▸ Work required:
Among the entries below, please show each line that carries the word "submitted".

"""

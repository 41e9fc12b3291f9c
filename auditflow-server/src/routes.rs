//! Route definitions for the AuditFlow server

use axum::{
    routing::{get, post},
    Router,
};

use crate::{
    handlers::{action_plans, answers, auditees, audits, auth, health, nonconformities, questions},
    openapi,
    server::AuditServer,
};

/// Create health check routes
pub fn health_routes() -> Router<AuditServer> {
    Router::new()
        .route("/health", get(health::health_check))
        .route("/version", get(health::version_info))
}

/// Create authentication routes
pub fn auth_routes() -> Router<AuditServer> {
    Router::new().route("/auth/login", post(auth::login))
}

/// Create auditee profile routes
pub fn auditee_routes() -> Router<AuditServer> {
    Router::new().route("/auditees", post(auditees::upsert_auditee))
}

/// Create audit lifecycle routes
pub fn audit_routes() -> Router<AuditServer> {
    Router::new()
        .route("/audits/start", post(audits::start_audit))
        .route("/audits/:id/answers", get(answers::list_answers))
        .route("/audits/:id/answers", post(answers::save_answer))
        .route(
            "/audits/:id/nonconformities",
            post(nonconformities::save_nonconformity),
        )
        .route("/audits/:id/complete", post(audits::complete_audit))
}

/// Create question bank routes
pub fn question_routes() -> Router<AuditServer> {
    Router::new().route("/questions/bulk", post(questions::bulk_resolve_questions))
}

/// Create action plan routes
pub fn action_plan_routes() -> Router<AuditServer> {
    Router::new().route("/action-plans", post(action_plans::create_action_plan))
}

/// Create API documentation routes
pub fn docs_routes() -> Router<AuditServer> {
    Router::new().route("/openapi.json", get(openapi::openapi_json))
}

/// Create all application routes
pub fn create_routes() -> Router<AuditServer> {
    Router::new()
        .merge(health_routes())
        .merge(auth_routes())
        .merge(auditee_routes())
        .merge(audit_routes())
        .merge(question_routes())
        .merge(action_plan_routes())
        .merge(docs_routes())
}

"""
"""

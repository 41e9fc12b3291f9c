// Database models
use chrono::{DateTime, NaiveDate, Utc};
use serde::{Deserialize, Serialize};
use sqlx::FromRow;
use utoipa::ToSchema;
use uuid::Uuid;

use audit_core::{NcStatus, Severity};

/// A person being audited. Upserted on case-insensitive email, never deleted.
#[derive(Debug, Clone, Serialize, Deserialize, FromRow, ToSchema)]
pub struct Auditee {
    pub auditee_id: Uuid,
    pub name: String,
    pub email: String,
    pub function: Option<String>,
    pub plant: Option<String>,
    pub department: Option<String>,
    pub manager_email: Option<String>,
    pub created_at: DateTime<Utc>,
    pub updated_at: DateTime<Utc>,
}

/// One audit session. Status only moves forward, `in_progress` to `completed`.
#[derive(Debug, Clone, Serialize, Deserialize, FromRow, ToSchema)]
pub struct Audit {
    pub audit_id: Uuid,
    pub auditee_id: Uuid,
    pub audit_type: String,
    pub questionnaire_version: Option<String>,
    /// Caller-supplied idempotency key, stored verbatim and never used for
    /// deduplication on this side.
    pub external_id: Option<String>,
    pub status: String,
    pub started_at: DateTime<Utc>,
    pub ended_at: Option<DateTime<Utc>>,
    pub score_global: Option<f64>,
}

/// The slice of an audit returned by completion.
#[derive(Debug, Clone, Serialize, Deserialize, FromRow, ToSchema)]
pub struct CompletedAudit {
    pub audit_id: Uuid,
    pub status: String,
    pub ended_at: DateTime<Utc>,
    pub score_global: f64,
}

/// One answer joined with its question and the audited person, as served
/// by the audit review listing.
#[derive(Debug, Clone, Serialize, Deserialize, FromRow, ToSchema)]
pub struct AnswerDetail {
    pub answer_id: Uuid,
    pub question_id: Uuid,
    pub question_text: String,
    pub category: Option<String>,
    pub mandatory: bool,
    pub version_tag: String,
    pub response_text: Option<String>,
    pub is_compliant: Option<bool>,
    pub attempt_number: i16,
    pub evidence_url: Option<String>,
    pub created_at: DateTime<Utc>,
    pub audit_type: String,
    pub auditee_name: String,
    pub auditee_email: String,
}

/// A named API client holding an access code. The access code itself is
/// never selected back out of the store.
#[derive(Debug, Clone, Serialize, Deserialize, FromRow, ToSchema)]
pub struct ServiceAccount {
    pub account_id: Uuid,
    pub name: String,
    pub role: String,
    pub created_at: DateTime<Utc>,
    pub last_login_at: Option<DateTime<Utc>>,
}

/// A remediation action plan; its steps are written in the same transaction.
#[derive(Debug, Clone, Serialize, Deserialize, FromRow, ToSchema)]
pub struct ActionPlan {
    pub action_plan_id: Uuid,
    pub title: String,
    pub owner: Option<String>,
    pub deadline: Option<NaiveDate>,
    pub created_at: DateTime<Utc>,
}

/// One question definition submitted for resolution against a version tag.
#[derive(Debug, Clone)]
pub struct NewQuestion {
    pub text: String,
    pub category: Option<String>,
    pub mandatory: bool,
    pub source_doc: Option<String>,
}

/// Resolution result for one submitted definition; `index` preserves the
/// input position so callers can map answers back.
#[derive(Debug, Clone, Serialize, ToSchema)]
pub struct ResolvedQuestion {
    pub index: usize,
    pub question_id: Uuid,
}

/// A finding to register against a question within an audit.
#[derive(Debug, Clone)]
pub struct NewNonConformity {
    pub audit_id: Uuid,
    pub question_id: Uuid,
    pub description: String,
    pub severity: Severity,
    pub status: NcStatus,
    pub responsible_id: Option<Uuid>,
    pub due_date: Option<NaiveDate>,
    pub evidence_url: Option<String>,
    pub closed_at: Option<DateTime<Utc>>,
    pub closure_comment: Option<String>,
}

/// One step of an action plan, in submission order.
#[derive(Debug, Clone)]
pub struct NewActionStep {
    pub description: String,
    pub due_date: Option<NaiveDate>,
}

"""
"""

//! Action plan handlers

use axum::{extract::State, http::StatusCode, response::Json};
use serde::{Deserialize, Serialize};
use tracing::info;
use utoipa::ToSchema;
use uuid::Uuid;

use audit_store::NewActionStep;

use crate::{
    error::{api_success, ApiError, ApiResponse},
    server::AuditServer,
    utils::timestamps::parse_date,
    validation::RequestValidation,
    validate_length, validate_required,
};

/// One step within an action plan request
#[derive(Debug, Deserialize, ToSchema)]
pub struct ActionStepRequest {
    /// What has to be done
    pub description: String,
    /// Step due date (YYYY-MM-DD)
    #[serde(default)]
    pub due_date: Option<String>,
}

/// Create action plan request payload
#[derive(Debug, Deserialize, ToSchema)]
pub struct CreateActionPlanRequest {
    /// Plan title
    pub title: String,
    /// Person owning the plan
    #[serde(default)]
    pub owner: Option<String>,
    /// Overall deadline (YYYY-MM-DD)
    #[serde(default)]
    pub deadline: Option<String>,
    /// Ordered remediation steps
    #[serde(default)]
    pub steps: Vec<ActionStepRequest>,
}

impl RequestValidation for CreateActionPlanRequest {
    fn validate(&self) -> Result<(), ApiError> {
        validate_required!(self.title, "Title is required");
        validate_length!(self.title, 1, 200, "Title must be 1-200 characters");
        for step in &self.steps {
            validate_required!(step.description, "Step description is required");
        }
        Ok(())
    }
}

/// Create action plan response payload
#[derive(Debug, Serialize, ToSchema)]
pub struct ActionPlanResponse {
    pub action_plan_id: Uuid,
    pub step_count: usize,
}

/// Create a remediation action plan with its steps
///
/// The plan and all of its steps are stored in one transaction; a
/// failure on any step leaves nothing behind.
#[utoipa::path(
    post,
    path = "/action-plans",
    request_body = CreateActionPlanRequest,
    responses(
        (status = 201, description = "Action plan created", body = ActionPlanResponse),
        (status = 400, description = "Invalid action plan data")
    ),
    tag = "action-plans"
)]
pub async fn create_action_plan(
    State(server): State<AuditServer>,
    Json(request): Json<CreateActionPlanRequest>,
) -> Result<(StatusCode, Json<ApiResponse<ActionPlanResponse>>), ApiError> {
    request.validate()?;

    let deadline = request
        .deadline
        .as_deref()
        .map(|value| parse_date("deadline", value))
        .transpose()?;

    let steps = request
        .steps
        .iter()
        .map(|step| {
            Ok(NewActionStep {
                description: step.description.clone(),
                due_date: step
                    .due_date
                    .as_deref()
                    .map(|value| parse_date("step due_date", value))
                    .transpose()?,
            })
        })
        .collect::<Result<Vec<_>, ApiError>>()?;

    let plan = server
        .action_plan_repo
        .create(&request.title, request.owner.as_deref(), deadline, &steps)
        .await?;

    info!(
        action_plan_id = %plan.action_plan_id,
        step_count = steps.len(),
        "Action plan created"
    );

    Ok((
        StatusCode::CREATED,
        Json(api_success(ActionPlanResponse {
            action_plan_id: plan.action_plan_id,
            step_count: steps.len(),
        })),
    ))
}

"""

▸ Completed task:
/// One question definition submitted for resolution against a version tag.
/// Resolution result for one submitted definition; `index` preserves the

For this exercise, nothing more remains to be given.